**Exercise instructions:**
Set down the line that contains "runtime executor dequeues" and every line after it to the end of the entries, exactly as they stand and nothing more.
[Start of Attachment]
// src/lib.rs - Cartesian trajectory planning library
//! Jerk-limited Cartesian trajectory planning for CNC motion control.
//!
//! Motion commands enter through [`MotionPlanner`] submissions, land in a
//! fixed ring of planning blocks, and are continuously re-optimised by a
//! two-pass look-ahead as new moves arrive. The runtime executor dequeues
//! one block at a time and emits short constant-velocity segments to a
//! [`StepperLink`], one segment per tick, so it can be pumped from a stepper
//! interrupt (or, host-side, from the [`MotionController`] tick loop).

pub mod config;
pub mod motion;

pub use config::{load_config, AxisConfig, ConfigError, PlannerConfig};
pub use motion::controller::MotionController;
pub use motion::executor::{ExecError, ExecOutcome, MachineCallbacks, NullCallbacks, SpindleDirection};
pub use motion::planner::{MotionPlanner, PlanError};
pub use motion::stepper::{PreparedSegment, SimStepper, StepperLink};
pub use motion::{QueueStats, AXES, MOTORS};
[End of Attachment]
**Result of this task:**
//! two-pass look-ahead as new moves arrive. The runtime executor dequeues
//! one block at a time and emits short constant-velocity segments to a
//! [`StepperLink`], one segment per tick, so it can be pumped from a stepper
//! interrupt (or, host-side, from the [`MotionController`] tick loop).

pub mod config;
pub mod motion;

pub use config::{load_config, AxisConfig, ConfigError, PlannerConfig};
pub use motion::controller::MotionController;
pub use motion::executor::{ExecError, ExecOutcome, MachineCallbacks, NullCallbacks, SpindleDirection};
pub use motion::planner::{MotionPlanner, PlanError};
pub use motion::stepper::{PreparedSegment, SimStepper, StepperLink};
pub use motion::{QueueStats, AXES, MOTORS};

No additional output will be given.